デスゲーム ✕ デスノート =

水城みつは

君の名は

 あの夢を見たのは、これで9回目だった。


 既視感のある夢だった。

 しかし、最近は夢の内容をはっきりとは覚えていない。


 私はベッド脇のペットボトルをあけ、ぬるくなった水を飲む。


 まったくもってスッキリしないが、あらためて部屋の中を見回した。

 小さなテーブルの上には開けられた酒瓶と睡眠薬、そして、一冊の黒いノートが置かれている。


 既視感はあるが見覚えのないノートだ。ノートには八人の名前が書かれていた。

 一番上には牛島エイゴと名は体を表すかのように大きく書き殴られた文字が見えた。


 彼が最初の犠牲者だ。


 俺達十人はとあるキャンペーンにより招待された。

 そして、船で一泊してたどり着いたのが、この絶海の孤島にあるペンションだった。


 ……牛島を最初の犠牲者と言ったな、あれは嘘だ。

 誰も指摘することはなかったが、船に乗ったのは十人、この島に降り立ったのは九人だった。

 今となって思えば船の中で牛島と口論していた根津見とかいう奴が降りてきていない。

 恐らくは奴が最初の犠牲者だったのだろう。


 二人目の犠牲者は虎谷とかいう気障な男だった。

 女性陣の参加者に粉を掛けまくっており、私も苦手なタイプだった。


 その次には虎谷に付き纏われていた兎月という女性が物言わぬ姿となって発見される。


 絶海の孤島での連続殺人事件、その頃には僕達は疑心暗鬼となっていた。


 既に今が現実なのか夢の中なのかもわからなくなっている。できれば今が夢であって欲しい、


 ノートの最後、八人目には猿渡と書かれている。

 こいつは私が『鳥野隆臨』と書かれた名刺を渡した際に「トリの降臨」と小馬鹿にしたように笑った野郎だ。

 ちなみに、隆臨と書いて『たかおみ』と読む。小学生の頃に同じようにからかわれてからトラウマとなっており、普段は隆臣の字を使用している。

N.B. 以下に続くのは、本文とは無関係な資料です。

//! Parameter encoding for tiberius

use crate::MssqlError;
use chrono::{DateTime, NaiveDate, NaiveDateTime, NaiveTime, Utc};
use sproc_core::{StorageType, Value};
use sproc_params::{Parameter, ParameterCollection};
use std::borrow::Cow;
use tiberius::numeric::Numeric;
use tiberius::{ColumnData, ToSql};
use uuid::Uuid;

/// Largest character length NVARCHAR accepts before MAX
const NVARCHAR_LIMIT: u32 = 4000;
/// Largest byte length VARBINARY accepts before MAX
const VARBINARY_LIMIT: u32 = 8000;

/// A parameter value in the shape tiberius sends it.
///
/// Every variant carries its SQL type even when the value is NULL, so a
/// NULL input reaches the server typed as its declared storage type
/// instead of as an untyped NULL.
#[derive(Debug, Clone, PartialEq)]
pub enum MssqlParam {
    Bit(Option<bool>),
    TinyInt(Option<u8>),
    SmallInt(Option<i16>),
    Int(Option<i32>),
    BigInt(Option<i64>),
    Real(Option<f32>),
    Float(Option<f64>),
    /// Unscaled value and scale
    Decimal(Option<(i128, u8)>),
    NVarChar(Option<String>),
    VarBinary(Option<Vec<u8>>),
    UniqueIdentifier(Option<Uuid>),
    Date(Option<NaiveDate>),
    Time(Option<NaiveTime>),
    DateTime2(Option<NaiveDateTime>),
    DateTimeOffset(Option<DateTime<Utc>>),
}

impl MssqlParam {
    /// NULL typed as `storage`
    pub fn null(storage: StorageType) -> Self {
        match storage {
            StorageType::Boolean => MssqlParam::Bit(None),
            StorageType::Byte => MssqlParam::TinyInt(None),
            StorageType::SByte | StorageType::Int16 => MssqlParam::SmallInt(None),
            StorageType::Int32 => MssqlParam::Int(None),
            StorageType::Int64 => MssqlParam::BigInt(None),
            StorageType::Single => MssqlParam::Real(None),
            StorageType::Double => MssqlParam::Float(None),
            StorageType::Decimal => MssqlParam::Decimal(None),
            StorageType::String => MssqlParam::NVarChar(None),
            StorageType::Binary => MssqlParam::VarBinary(None),
            StorageType::Guid => MssqlParam::UniqueIdentifier(None),
            StorageType::Date => MssqlParam::Date(None),
            StorageType::Time => MssqlParam::Time(None),
            StorageType::DateTime2 => MssqlParam::DateTime2(None),
            StorageType::DateTimeOffset => MssqlParam::DateTimeOffset(None),
        }
    }

    /// Encode `value` as `storage`
    pub fn encode(storage: StorageType, value: &Value) -> Result<Self, String> {
        if value.is_null() {
            return Ok(Self::null(storage));
        }
        let mismatch = || format!("{} value is not accepted", value.describe());

        let param = match storage {
            StorageType::Boolean => MssqlParam::Bit(Some(value.as_bool().ok_or_else(mismatch)?)),
            StorageType::Byte => MssqlParam::TinyInt(Some(narrow(value)?)),
            StorageType::SByte | StorageType::Int16 => MssqlParam::SmallInt(Some(narrow(value)?)),
            StorageType::Int32 => MssqlParam::Int(Some(narrow(value)?)),
            StorageType::Int64 => MssqlParam::BigInt(Some(narrow(value)?)),
            StorageType::Single => {
                MssqlParam::Real(Some(value.as_f64().ok_or_else(mismatch)? as f32))
            }
            StorageType::Double => MssqlParam::Float(Some(value.as_f64().ok_or_else(mismatch)?)),
            StorageType::Decimal => {
                let parts = match value {
                    Value::Decimal(s) | Value::String(s) => parse_decimal(s),
                    Value::Float32(_) | Value::Float64(_) => {
                        value.as_f64().and_then(|f| parse_decimal(&f.to_string()))
                    }
                    other => other.as_i64().map(|i| (i128::from(i), 0)),
                };
                MssqlParam::Decimal(Some(parts.ok_or_else(mismatch)?))
            }
            StorageType::String => {
                MssqlParam::NVarChar(Some(value.as_str().ok_or_else(mismatch)?.to_owned()))
            }
            StorageType::Binary => match value {
                Value::Bytes(b) => MssqlParam::VarBinary(Some(b.clone())),
                _ => return Err(mismatch()),
            },
            StorageType::Guid => match value {
                Value::Uuid(u) => MssqlParam::UniqueIdentifier(Some(*u)),
                Value::String(s) => MssqlParam::UniqueIdentifier(Some(
                    Uuid::parse_str(s).map_err(|e| e.to_string())?,
                )),
                _ => return Err(mismatch()),
            },
            StorageType::Date => match value {
                Value::Date(d) => MssqlParam::Date(Some(*d)),
                _ => return Err(mismatch()),
            },
            StorageType::Time => match value {
                Value::Time(t) => MssqlParam::Time(Some(*t)),
                _ => return Err(mismatch()),
            },
            StorageType::DateTime2 => match value {
                Value::DateTime(dt) => MssqlParam::DateTime2(Some(*dt)),
                Value::DateTimeUtc(dt) => MssqlParam::DateTime2(Some(dt.naive_utc())),
                _ => return Err(mismatch()),
            },
            StorageType::DateTimeOffset => match value {
                Value::DateTimeUtc(dt) => MssqlParam::DateTimeOffset(Some(*dt)),
                Value::DateTime(dt) => MssqlParam::DateTimeOffset(Some(dt.and_utc())),
                _ => return Err(mismatch()),
            },
        };
        Ok(param)
    }

    pub fn from_parameter(parameter: &Parameter) -> Result<Self, MssqlError> {
        let storage = parameter.storage_type();
        Self::encode(storage, &parameter.value()).map_err(|reason| {
            MssqlError::InvalidParameter {
                parameter: parameter.name().to_string(),
                storage,
                reason,
            }
        })
    }
}

impl ToSql for MssqlParam {
    fn to_sql(&self) -> ColumnData<'_> {
        match self {
            MssqlParam::Bit(v) => ColumnData::Bit(*v),
            MssqlParam::TinyInt(v) => ColumnData::U8(*v),
            MssqlParam::SmallInt(v) => ColumnData::I16(*v),
            MssqlParam::Int(v) => ColumnData::I32(*v),
            MssqlParam::BigInt(v) => ColumnData::I64(*v),
            MssqlParam::Real(v) => ColumnData::F32(*v),
            MssqlParam::Float(v) => ColumnData::F64(*v),
            MssqlParam::Decimal(v) => ColumnData::Numeric(
                v.map(|(value, scale)| Numeric::new_with_scale(value, scale)),
            ),
            MssqlParam::NVarChar(v) => ColumnData::String(v.as_deref().map(Cow::Borrowed)),
            MssqlParam::VarBinary(v) => ColumnData::Binary(v.as_deref().map(Cow::Borrowed)),
            MssqlParam::UniqueIdentifier(v) => ColumnData::Guid(*v),
            MssqlParam::Date(Some(d)) => d.to_sql(),
            MssqlParam::Date(None) => ColumnData::Date(None),
            MssqlParam::Time(Some(t)) => t.to_sql(),
            MssqlParam::Time(None) => ColumnData::Time(None),
            MssqlParam::DateTime2(Some(dt)) => dt.to_sql(),
            MssqlParam::DateTime2(None) => ColumnData::DateTime2(None),
            MssqlParam::DateTimeOffset(Some(dt)) => dt.to_sql(),
            MssqlParam::DateTimeOffset(None) => ColumnData::DateTimeOffset(None),
        }
    }
}

/// Encode every parameter whose value is sent to the routine, in binding order
pub fn input_params(collection: &ParameterCollection) -> Result<Vec<MssqlParam>, MssqlError> {
    collection.inputs().map(MssqlParam::from_parameter).collect()
}

/// T-SQL type declaration for a storage type, e.g. `NVARCHAR(255)`.
///
/// Without a size, or past the type's inline limit, character and binary
/// types are declared `MAX`.
pub fn sql_type_name(storage: StorageType, size: Option<u32>) -> String {
    let sized = |name: &str, limit: u32| match size {
        Some(n) if n > 0 && n <= limit => format!("{name}({n})"),
        _ => format!("{name}(MAX)"),
    };
    match storage {
        StorageType::Boolean => "BIT".into(),
        StorageType::Byte => "TINYINT".into(),
        StorageType::SByte | StorageType::Int16 => "SMALLINT".into(),
        StorageType::Int32 => "INT".into(),
        StorageType::Int64 => "BIGINT".into(),
        StorageType::Single => "REAL".into(),
        StorageType::Double => "FLOAT".into(),
        StorageType::Decimal => "DECIMAL(38, 18)".into(),
        StorageType::String => sized("NVARCHAR", NVARCHAR_LIMIT),
        StorageType::Binary => sized("VARBINARY", VARBINARY_LIMIT),
        StorageType::Guid => "UNIQUEIDENTIFIER".into(),
        StorageType::Date => "DATE".into(),
        StorageType::Time => "TIME(7)".into(),
        StorageType::DateTime2 => "DATETIME2(7)".into(),
        StorageType::DateTimeOffset => "DATETIMEOFFSET(7)".into(),
    }
}

fn narrow<T: TryFrom<i64>>(value: &Value) -> Result<T, String> {
    let wide = value
        .as_i64()
        .ok_or_else(|| format!("{} value is not an integer", value.describe()))?;
    T::try_from(wide).map_err(|_| format!("{wide} is out of range"))
}

/// Split decimal text into an unscaled integer and a scale
pub(crate) fn parse_decimal(text: &str) -> Option<(i128, u8)> {
    let text = text.trim();
    let (negative, digits) = match text.strip_prefix('-') {
        Some(rest) => (true, rest),
        None => (false, text.strip_prefix('+').unwrap_or(text)),
    };
    let (whole, fraction) = digits.split_once('.').unwrap_or((digits, ""));
    if whole.is_empty() && fraction.is_empty() {
        return None;
    }
    let scale = u8::try_from(fraction.len()).ok().filter(|s| *s <= 37)?;

    let mut magnitude: i128 = 0;
    for c in whole.chars().chain(fraction.chars()) {
        let digit = c.to_digit(10)?;
        magnitude = magnitude.checked_mul(10)?.checked_add(i128::from(digit))?;
    }
    Some((if negative { -magnitude } else { magnitude }, scale))
}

 いや、隆臨を降臨と間違ったくらいでそんなに怒るとは思わなかったんだ。

 それに、ヘラヘラしているように見えるのは生まれつきだ。


 極限状態となっているためが思考がまとまらない。

 フラフラと立ち上がり、鏡に映った神経質そうな顔を見た。


「私は誰だ?」


 船の上から驚いたように見下ろす牛島の顔が浮かんだ。

 私は……黒いノートに丁寧に名前を書きこむ、鳥野隆臨と。